Training machine learning models with differential privacy (DP) limits an adversary's ability to infer sensitive information about the training data. It can be interpreted as a bound on adversary's capability to distinguish two adjacent datasets according to chosen adjacency relation. In practice, most DP implementations use the add/remove adjacency relation, where two datasets are adjacent if one can be obtained from the other by adding or removing a single record, thereby protecting membership. In many ML applications, however, the goal is to protect attributes of individual records (e.g., labels used in supervised fine-tuning). We show that privacy accounting under add/remove overstates attribute privacy compared to accounting under the substitute adjacency relation, which permits substituting one record.
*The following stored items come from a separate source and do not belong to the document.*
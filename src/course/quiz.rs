//! Assessment documents: questions, quizzes and exams.
//!
//! Questions are immutable once stored; a quiz or exam is generated at most
//! once per owning node (keyed upsert in the store). The deterministic
//! fallback builders here keep the learner moving when generation fails.

use schemars::JsonSchema;
use serde::{Deserialize, Serialize};
use time::OffsetDateTime;

use crate::utils::now_utc;

#[derive(
    Debug, Clone, Copy, PartialEq, Eq, Serialize, Deserialize, JsonSchema, Default, utoipa::ToSchema,
)]
#[serde(rename_all = "lowercase")]
pub enum Difficulty {
    Easy,
    #[default]
    Medium,
    Hard,
}

/// One question. The answer key is a tagged variant per question type, so a
/// stored document can never mix, say, a `correctAnswers` array into a
/// multiple-choice question.
#[derive(Debug, Clone, Serialize, Deserialize, JsonSchema)]
#[serde(rename_all = "camelCase")]
pub struct Question {
    pub question_text: String,
    #[serde(flatten)]
    pub kind: QuestionKind,
    #[serde(default)]
    pub explanation: String,
    #[serde(default, skip_serializing_if = "Option::is_none")]
    pub hint1: Option<String>,
    #[serde(default, skip_serializing_if = "Option::is_none")]
    pub hint2: Option<String>,
    #[serde(default)]
    pub difficulty: Difficulty,
}

#[derive(Debug, Clone, Serialize, Deserialize, JsonSchema)]
#[serde(tag = "type", rename_all = "kebab-case")]
pub enum QuestionKind {
    #[serde(rename_all = "camelCase")]
    MultipleChoice {
        options: Vec<String>,
        correct_answer: String,
    },
    #[serde(rename_all = "camelCase")]
    MultiSelect {
        options: Vec<String>,
        correct_answers: Vec<String>,
    },
    #[serde(rename_all = "camelCase")]
    ShortAnswer { correct_answer: String },
    #[serde(rename_all = "camelCase")]
    Coding { correct_answer: String },
}

impl Question {
    pub fn type_name(&self) -> &'static str {
        match self.kind {
            QuestionKind::MultipleChoice { .. } => "multiple-choice",
            QuestionKind::MultiSelect { .. } => "multi-select",
            QuestionKind::ShortAnswer { .. } => "short-answer",
            QuestionKind::Coding { .. } => "coding",
        }
    }

    pub fn options(&self) -> &[String] {
        match &self.kind {
            QuestionKind::MultipleChoice { options, .. }
            | QuestionKind::MultiSelect { options, .. } => options,
            _ => &[],
        }
    }

    /// Canonical answer as shown back to the learner after an attempt.
    pub fn correct_answer_display(&self) -> String {
        match &self.kind {
            QuestionKind::MultipleChoice { correct_answer, .. }
            | QuestionKind::ShortAnswer { correct_answer }
            | QuestionKind::Coding { correct_answer } => correct_answer.clone(),
            QuestionKind::MultiSelect {
                correct_answers, ..
            } => correct_answers.join(", "),
        }
    }
}

/// A stored quiz (per submodule) or exam (per module); the shapes are
/// identical, only the scoring formula differs.
#[derive(Debug, Clone, Serialize, Deserialize)]
#[serde(rename_all = "camelCase")]
pub struct Assessment {
    pub title: String,
    #[serde(default)]
    pub description: String,
    #[serde(default = "default_passing_score")]
    pub passing_score: f64,
    pub questions: Vec<Question>,
    #[serde(with = "time::serde::rfc3339")]
    pub created_at: OffsetDateTime,
}

fn default_passing_score() -> f64 {
    70.0
}

/// Structured-generation target for quizzes and exams; stamped into an
/// [`Assessment`] on storage.
#[derive(Debug, Clone, Serialize, Deserialize, JsonSchema)]
#[serde(rename_all = "camelCase")]
pub struct GeneratedAssessment {
    pub title: String,
    #[serde(default)]
    pub description: String,
    #[serde(default = "default_passing_score")]
    pub passing_score: f64,
    pub questions: Vec<Question>,
}

impl GeneratedAssessment {
    pub fn into_assessment(self) -> Assessment {
        Assessment {
            title: self.title,
            description: self.description,
            passing_score: self.passing_score,
            questions: self.questions,
            created_at: now_utc(),
        }
    }
}

fn multiple_choice(
    text: &str,
    options: [String; 4],
    explanation: String,
    hint1: &str,
    hint2: &str,
    difficulty: Difficulty,
) -> Question {
    let correct_answer = options[0].clone();
    Question {
        question_text: text.to_string(),
        kind: QuestionKind::MultipleChoice {
            options: options.to_vec(),
            correct_answer,
        },
        explanation,
        hint1: Some(hint1.to_string()),
        hint2: Some(hint2.to_string()),
        difficulty,
    }
}

/// Deterministic quiz used when generation fails for a submodule. The first
/// option of every question is the correct one.
pub fn fallback_quiz(topic: &str, submodule_title: &str) -> Assessment {
    let questions = vec![
        multiple_choice(
            &format!("What is the main purpose of {submodule_title}?"),
            [
                format!("To understand the core concepts of {submodule_title}"),
                "To memorize definitions without understanding".to_string(),
                "To skip ahead to advanced topics".to_string(),
                "None of the above".to_string(),
            ],
            format!(
                "The main goal is to build a solid understanding of {submodule_title} before moving forward."
            ),
            "Think about what you learned in this lesson.",
            "Revisit the lesson introduction.",
            Difficulty::Easy,
        ),
        multiple_choice(
            &format!("Why is understanding {submodule_title} important when learning {topic}?"),
            [
                format!("It forms a foundation for more advanced concepts in {topic}"),
                "It is not important at all".to_string(),
                "It only matters for exams".to_string(),
                "It is optional knowledge".to_string(),
            ],
            format!("{submodule_title} is a key building block in mastering {topic}."),
            "Consider how this lesson connects to the broader course.",
            "Later lessons build on this one.",
            Difficulty::Easy,
        ),
        multiple_choice(
            &format!("Which approach is most effective for learning {submodule_title}?"),
            [
                "Practice and apply concepts through examples".to_string(),
                "Read once and move on".to_string(),
                "Skip the comprehension questions".to_string(),
                "Only look at the summary".to_string(),
            ],
            "Active learning through practice helps reinforce understanding and retention."
                .to_string(),
            "Think about how you learn best.",
            "Passive reading rarely sticks.",
            Difficulty::Easy,
        ),
        multiple_choice(
            &format!("What should you do if you find a concept in {submodule_title} confusing?"),
            [
                "Review the content, use the hints, and ask questions".to_string(),
                "Skip it and hope it makes sense later".to_string(),
                "Give up on the topic".to_string(),
                "Assume it's not important".to_string(),
            ],
            "Taking time to understand confusing concepts builds a stronger foundation."
                .to_string(),
            "Think about effective study strategies.",
            "Hints exist for a reason.",
            Difficulty::Medium,
        ),
        multiple_choice(
            &format!("After completing {submodule_title}, what's the best next step?"),
            [
                "Immediately take the quiz to test understanding".to_string(),
                "Close the app and forget about it".to_string(),
                "Skip to an unrelated topic".to_string(),
                "Only read the flashcards".to_string(),
            ],
            "Testing yourself right after learning helps identify gaps and reinforce knowledge."
                .to_string(),
            "Consider how testing improves learning.",
            "Spaced recall beats cramming.",
            Difficulty::Easy,
        ),
    ];
    Assessment {
        title: format!("Quiz: {submodule_title}"),
        description: "Test your understanding of this lesson".to_string(),
        passing_score: default_passing_score(),
        questions,
        created_at: now_utc(),
    }
}

/// Deterministic exam used when generation fails for a module.
pub fn fallback_exam(module_title: &str, submodule_titles: &[String]) -> Assessment {
    let first_covered = submodule_titles
        .first()
        .cloned()
        .unwrap_or_else(|| "Topic 1".to_string());
    let questions = vec![
        multiple_choice(
            &format!("What is the primary focus of the '{module_title}' module?"),
            [
                format!("Understanding the core concepts of {module_title}"),
                "Memorizing definitions without context".to_string(),
                "Skipping to advanced topics".to_string(),
                "None of the above".to_string(),
            ],
            format!(
                "The module {module_title} is designed to provide a solid foundation in its core concepts."
            ),
            "Think about the main learning objectives of this module.",
            "Consider what the submodules covered.",
            Difficulty::Easy,
        ),
        multiple_choice(
            "Which of the following is covered in this module?",
            [
                first_covered,
                "Unrelated topic".to_string(),
                "Something not in this module".to_string(),
                "None of the above".to_string(),
            ],
            format!("This module covers {}.", submodule_titles.join(", ")),
            "Recall the submodules you studied.",
            "Think about the main topics covered.",
            Difficulty::Easy,
        ),
        multiple_choice(
            "Why is it important to complete all submodules before taking this exam?",
            [
                "To build a complete understanding of the interconnected concepts".to_string(),
                "It's not important".to_string(),
                "Just for extra credit".to_string(),
                "To waste time".to_string(),
            ],
            "Each submodule builds upon previous ones, creating a comprehensive understanding."
                .to_string(),
            "Consider how topics in the module relate to each other.",
            "Think about progressive learning.",
            Difficulty::Easy,
        ),
        multiple_choice(
            &format!("What is the best way to apply what you learned in {module_title}?"),
            [
                "Practice with real-world examples and projects".to_string(),
                "Only read the content once".to_string(),
                "Ignore the comprehension questions".to_string(),
                "Skip to the next module immediately".to_string(),
            ],
            "Applying concepts through practice reinforces learning and builds practical skills."
                .to_string(),
            "Think about effective learning strategies.",
            "Consider how professionals learn new skills.",
            Difficulty::Medium,
        ),
    ];
    Assessment {
        title: format!("Module Exam: {module_title}"),
        description: format!("Comprehensive assessment of {module_title}"),
        passing_score: default_passing_score(),
        questions,
        created_at: now_utc(),
    }
}

#[cfg(test)]
mod tests {
    use super::*;

    #[test]
    fn question_kind_tags_match_wire_format() {
        let q = Question {
            question_text: "Pick two".to_string(),
            kind: QuestionKind::MultiSelect {
                options: vec!["a".to_string(), "b".to_string(), "c".to_string()],
                correct_answers: vec!["a".to_string(), "b".to_string()],
            },
            explanation: String::new(),
            hint1: None,
            hint2: None,
            difficulty: Difficulty::Hard,
        };
        let json = serde_json::to_value(&q).unwrap();
        assert_eq!(json["type"], "multi-select");
        assert_eq!(json["correctAnswers"][0], "a");
        assert_eq!(json["difficulty"], "hard");

        let back: Question = serde_json::from_value(json).unwrap();
        assert_eq!(back.type_name(), "multi-select");
        assert_eq!(back.correct_answer_display(), "a, b");
    }

    #[test]
    fn short_answer_parses_from_stored_shape() {
        let json = serde_json::json!({
            "questionText": "Explain borrowing",
            "type": "short-answer",
            "correctAnswer": "References without ownership",
            "explanation": "See chapter 4",
            "hint1": "Think &T"
        });
        let q: Question = serde_json::from_value(json).unwrap();
        assert_eq!(q.type_name(), "short-answer");
        assert_eq!(q.options(), &[] as &[String]);
        assert_eq!(q.hint2, None);
    }

    #[test]
    fn fallback_quiz_is_answerable_by_first_option() {
        let quiz = fallback_quiz("Rust", "Ownership");
        assert_eq!(quiz.questions.len(), 5);
        for q in &quiz.questions {
            assert_eq!(q.correct_answer_display(), q.options()[0]);
        }
        assert_eq!(quiz.passing_score, 70.0);
    }

    #[test]
    fn fallback_exam_mentions_covered_submodules() {
        let exam = fallback_exam(
            "Ownership",
            &["Moves".to_string(), "Borrows".to_string()],
        );
        assert_eq!(exam.questions.len(), 4);
        assert!(exam.questions[1].options().contains(&"Moves".to_string()));
    }
}
use std::path::PathBuf;
use std::sync::Arc;

use clap::Parser;
use course_server::api::{self, AppState};
use course_server::config::{AiConfig, EngineConfig};
use course_server::engine::LearningEngine;
use course_server::generator::AiContentGenerator;
use course_server::store::Store;
use course_server::utils::init_log;

#[derive(Debug, Parser)]
#[command(author, version, about = "Personalized-curriculum learning server")]
struct Args {
    /// Path to the SQLite database file
    #[arg(short, long, default_value = "./database/courses.db")]
    database: PathBuf,

    #[arg(short = 'H', long, default_value = "127.0.0.1")]
    host: String,

    #[arg(short, long, default_value = "8080")]
    port: u16,

    /// Optional engine config (TOML); defaults apply otherwise
    #[arg(short, long)]
    config: Option<PathBuf>,

    /// Log to daily-rotated files in this directory instead of stdout
    #[arg(short, long)]
    log_dir: Option<PathBuf>,
}

#[tokio::main]
async fn main() -> anyhow::Result<()> {
    let args = Args::parse();
    let _guard = init_log(args.log_dir.clone());
    let _ = dotenvy::dotenv();

    let engine_config = match &args.config {
        Some(path) => EngineConfig::load(path)?,
        None => EngineConfig::default(),
    };

    if let Some(parent) = args.database.parent() {
        if !parent.as_os_str().is_empty() {
            std::fs::create_dir_all(parent)?;
        }
    }
    let store = Store::connect(&args.database.to_string_lossy()).await?;

    let ai_config = AiConfig::from_env()?;
    let model = ai_config.model.clone();
    let generator = Arc::new(AiContentGenerator::new(
        ai_config,
        engine_config.generation_timeout(),
    ));
    let engine = Arc::new(LearningEngine::new(
        store,
        generator,
        engine_config,
        Some(model),
    ));

    let app = api::router(AppState { engine });
    let listener = tokio::net::TcpListener::bind((args.host.as_str(), args.port)).await?;
    println!("Starting server at http://{}:{}", args.host, args.port);
    println!(
        "OpenAPI document at http://{}:{}/api-docs/openapi.json",
        args.host, args.port
    );
    axum::serve(listener, app).await?;

    Ok(())
}
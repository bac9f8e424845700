pub mod content;
pub mod quiz;

use serde::{Deserialize, Serialize};
use time::OffsetDateTime;

use crate::error::{Error, Result};
use crate::utils::now_utc;

pub fn new_id() -> String {
    uuid::Uuid::new_v4().to_string()
}

#[derive(Debug, Clone, Copy, PartialEq, Eq, Serialize, Deserialize, Default)]
#[serde(rename_all = "snake_case")]
pub enum CourseStatus {
    #[default]
    NotStarted,
    InProgress,
    Completed,
}

/// Lifecycle of a generated artifact (lesson content, quiz, exam).
#[derive(Debug, Clone, Copy, PartialEq, Eq, Serialize, Deserialize, Default)]
#[serde(rename_all = "snake_case")]
pub enum LifecycleStatus {
    #[default]
    Pending,
    Generating,
    Ready,
    Failed,
}

/// Root aggregate. The course document exclusively owns its modules and
/// their submodules; progress records live outside it and survive content
/// regeneration. The current-position pointers always reference an unlocked
/// node.
#[derive(Debug, Clone, Serialize, Deserialize)]
#[serde(rename_all = "camelCase")]
pub struct Course {
    pub id: String,
    pub user_id: String,
    pub topic: String,
    pub title: String,
    #[serde(default)]
    pub description: String,
    /// Learner proficiency used in generation prompts; classification itself
    /// is an external concern.
    #[serde(default = "default_level")]
    pub learner_level: String,
    #[serde(default)]
    pub status: CourseStatus,
    #[serde(default)]
    pub current_module_id: Option<String>,
    #[serde(default)]
    pub current_sub_module_id: Option<String>,
    pub modules: Vec<Module>,
    #[serde(with = "time::serde::rfc3339")]
    pub created_at: OffsetDateTime,
    #[serde(with = "time::serde::rfc3339")]
    pub updated_at: OffsetDateTime,
}

fn default_level() -> String {
    "Intermediate".to_string()
}

#[derive(Debug, Clone, Serialize, Deserialize)]
#[serde(rename_all = "camelCase")]
pub struct Module {
    pub module_id: String,
    pub title: String,
    #[serde(default)]
    pub description: String,
    #[serde(default)]
    pub exam_status: LifecycleStatus,
    pub locked: bool,
    #[serde(default, with = "time::serde::rfc3339::option")]
    pub unlocked_at: Option<OffsetDateTime>,
    #[serde(default)]
    pub is_remedial: bool,
    /// Weak reference to the module this one remediates: an identifier to
    /// look up, never a traversable pointer.
    #[serde(default, skip_serializing_if = "Option::is_none")]
    pub parent_module_id: Option<String>,
    pub sub_modules: Vec<Submodule>,
}

#[derive(Debug, Clone, Serialize, Deserialize)]
#[serde(rename_all = "camelCase")]
pub struct Submodule {
    pub sub_module_id: String,
    pub title: String,
    #[serde(default)]
    pub description: String,
    /// 1-based, contiguous at creation time. Display only: remedial
    /// insertion renumbers nothing, sequencing is list position.
    pub order_index: u32,
    #[serde(default)]
    pub content_status: LifecycleStatus,
    #[serde(default)]
    pub quiz_status: LifecycleStatus,
    pub locked: bool,
    #[serde(default, with = "time::serde::rfc3339::option")]
    pub unlocked_at: Option<OffsetDateTime>,
    #[serde(default)]
    pub is_remedial: bool,
    /// Weak reference to the submodule whose failure produced this one.
    #[serde(default, skip_serializing_if = "Option::is_none")]
    pub related_to_sub_module_id: Option<String>,
}

impl Submodule {
    /// Locked -> unlocked happens exactly once; re-unlocking an already
    /// unlocked node keeps its original timestamp.
    pub fn unlock(&mut self) {
        if self.locked {
            self.locked = false;
            self.unlocked_at = Some(now_utc());
        }
    }
}

impl Module {
    pub fn unlock(&mut self) {
        if self.locked {
            self.locked = false;
            self.unlocked_at = Some(now_utc());
        }
    }

    pub fn find_submodule(&self, sub_module_id: &str) -> Option<&Submodule> {
        self.sub_modules
            .iter()
            .find(|s| s.sub_module_id == sub_module_id)
    }

    pub fn find_submodule_mut(&mut self, sub_module_id: &str) -> Option<&mut Submodule> {
        self.sub_modules
            .iter_mut()
            .find(|s| s.sub_module_id == sub_module_id)
    }

    pub fn submodule_position(&self, sub_module_id: &str) -> Option<usize> {
        self.sub_modules
            .iter()
            .position(|s| s.sub_module_id == sub_module_id)
    }
}

impl Course {
    pub fn find_module(&self, module_id: &str) -> Option<&Module> {
        self.modules.iter().find(|m| m.module_id == module_id)
    }

    pub fn find_module_mut(&mut self, module_id: &str) -> Option<&mut Module> {
        self.modules.iter_mut().find(|m| m.module_id == module_id)
    }

    pub fn module_position(&self, module_id: &str) -> Option<usize> {
        self.modules.iter().position(|m| m.module_id == module_id)
    }

    pub fn require_module(&self, module_id: &str) -> Result<&Module> {
        self.find_module(module_id)
            .ok_or_else(|| Error::not_found("module", module_id))
    }

    pub fn require_submodule(&self, module_id: &str, sub_module_id: &str) -> Result<&Submodule> {
        self.require_module(module_id)?
            .find_submodule(sub_module_id)
            .ok_or_else(|| Error::not_found("submodule", sub_module_id))
    }

    /// Assemble a course from an already-generated curriculum outline.
    /// Every node starts locked; `unlock_first` opens the entry point.
    pub fn from_outline(user_id: &str, topic: &str, learner_level: &str, outline: CurriculumOutline) -> Course {
        let now = now_utc();
        let modules = outline
            .modules
            .into_iter()
            .map(|m| Module {
                module_id: new_id(),
                title: m.title,
                description: m.description,
                exam_status: LifecycleStatus::Pending,
                locked: true,
                unlocked_at: None,
                is_remedial: false,
                parent_module_id: None,
                sub_modules: m
                    .submodules
                    .into_iter()
                    .enumerate()
                    .map(|(i, s)| Submodule {
                        sub_module_id: new_id(),
                        title: s.title,
                        description: s.description,
                        order_index: (i + 1) as u32,
                        content_status: LifecycleStatus::Pending,
                        quiz_status: LifecycleStatus::Pending,
                        locked: true,
                        unlocked_at: None,
                        is_remedial: false,
                        related_to_sub_module_id: None,
                    })
                    .collect(),
            })
            .collect();
        Course {
            id: new_id(),
            user_id: user_id.to_string(),
            topic: topic.to_string(),
            title: outline.title,
            description: outline.description,
            learner_level: learner_level.to_string(),
            status: CourseStatus::NotStarted,
            current_module_id: None,
            current_sub_module_id: None,
            modules,
            created_at: now,
            updated_at: now,
        }
    }
}

/// Curriculum outline as produced by the (external) curriculum generator.
#[derive(Debug, Clone, Serialize, Deserialize, utoipa::ToSchema)]
#[serde(rename_all = "camelCase")]
pub struct CurriculumOutline {
    pub title: String,
    #[serde(default)]
    pub description: String,
    pub modules: Vec<ModuleOutline>,
}

#[derive(Debug, Clone, Serialize, Deserialize, utoipa::ToSchema)]
#[serde(rename_all = "camelCase")]
pub struct ModuleOutline {
    pub title: String,
    #[serde(default)]
    pub description: String,
    pub submodules: Vec<SubmoduleOutline>,
}

#[derive(Debug, Clone, Serialize, Deserialize, utoipa::ToSchema)]
#[serde(rename_all = "camelCase")]
pub struct SubmoduleOutline {
    pub title: String,
    #[serde(default)]
    pub description: String,
}

#[cfg(test)]
pub(crate) fn outline_fixture() -> CurriculumOutline {
    CurriculumOutline {
        title: "Rust Fundamentals".to_string(),
        description: "From zero to ownership".to_string(),
        modules: vec![
            ModuleOutline {
                title: "Getting Started".to_string(),
                description: "Toolchain and syntax".to_string(),
                submodules: vec![
                    SubmoduleOutline {
                        title: "Hello, Cargo".to_string(),
                        description: "Projects and builds".to_string(),
                    },
                    SubmoduleOutline {
                        title: "Variables and Types".to_string(),
                        description: "Bindings, shadowing, scalars".to_string(),
                    },
                ],
            },
            ModuleOutline {
                title: "Ownership".to_string(),
                description: "Moves, borrows, lifetimes".to_string(),
                submodules: vec![SubmoduleOutline {
                    title: "Moves and Copies".to_string(),
                    description: "Value semantics".to_string(),
                }],
            },
        ],
    }
}

#[cfg(test)]
mod tests {
    use super::*;

    #[test]
    fn outline_builds_locked_course_with_contiguous_indices() {
        let course = Course::from_outline("user-1", "Rust", "Beginner", outline_fixture());
        assert_eq!(course.status, CourseStatus::NotStarted);
        assert_eq!(course.modules.len(), 2);
        for module in &course.modules {
            assert!(module.locked);
            for (i, sub) in module.sub_modules.iter().enumerate() {
                assert!(sub.locked);
                assert_eq!(sub.order_index, (i + 1) as u32);
            }
        }
    }

    #[test]
    fn unlock_is_one_way_and_keeps_first_timestamp() {
        let mut course = Course::from_outline("user-1", "Rust", "Beginner", outline_fixture());
        let sub = &mut course.modules[0].sub_modules[0];
        sub.unlock();
        let first = sub.unlocked_at;
        assert!(!sub.locked);
        assert!(first.is_some());
        sub.unlock();
        assert_eq!(sub.unlocked_at, first);
    }

    #[test]
    fn course_document_round_trips() {
        let course = Course::from_outline("user-1", "Rust", "Beginner", outline_fixture());
        let json = serde_json::to_string(&course).unwrap();
        let back: Course = serde_json::from_str(&json).unwrap();
        assert_eq!(back.id, course.id);
        assert_eq!(back.modules[0].sub_modules.len(), 2);
        // stored documents use the camelCase field names
        assert!(json.contains("\"subModules\""));
        assert!(json.contains("\"orderIndex\""));
    }
}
To demonstrate this gap, we develop novel attacks to audit DP under substitute adjacency, and show empirically that audit results are inconsistent with DP guarantees reported under add/remove, yet remain consistent with the budget accounted under the substitute adjacency relation. Our results highlight that the choice of adjacency when reporting DP guarantees is critical when the protection target is per-record attributes rather than membership.

Key Contributions

Shows theoretically and empirically that add/remove DP accounting overstates attribute (e.g., label) privacy relative to the substitute adjacency relation
Proposes novel canary-crafting algorithms to audit DP under substitute adjacency, producing tight empirical lower bounds that match substitute-accounting guarantees
Demonstrates that attribute inference leakage from DP-SGD models exceeds add/remove DP guarantees, exposing a critical miscalibration in widely-used DP libraries like Opacus

🛡️ Threat Analysis

Model Inversion Attack

Paper's adversary infers private attributes (e.g., labels) of training records from DP-trained models — a form of recovering private training data attributes. The novel canary-crafting attacks substitute one record and probe the trained model to distinguish which dataset was used, directly leaking the original record's attributes.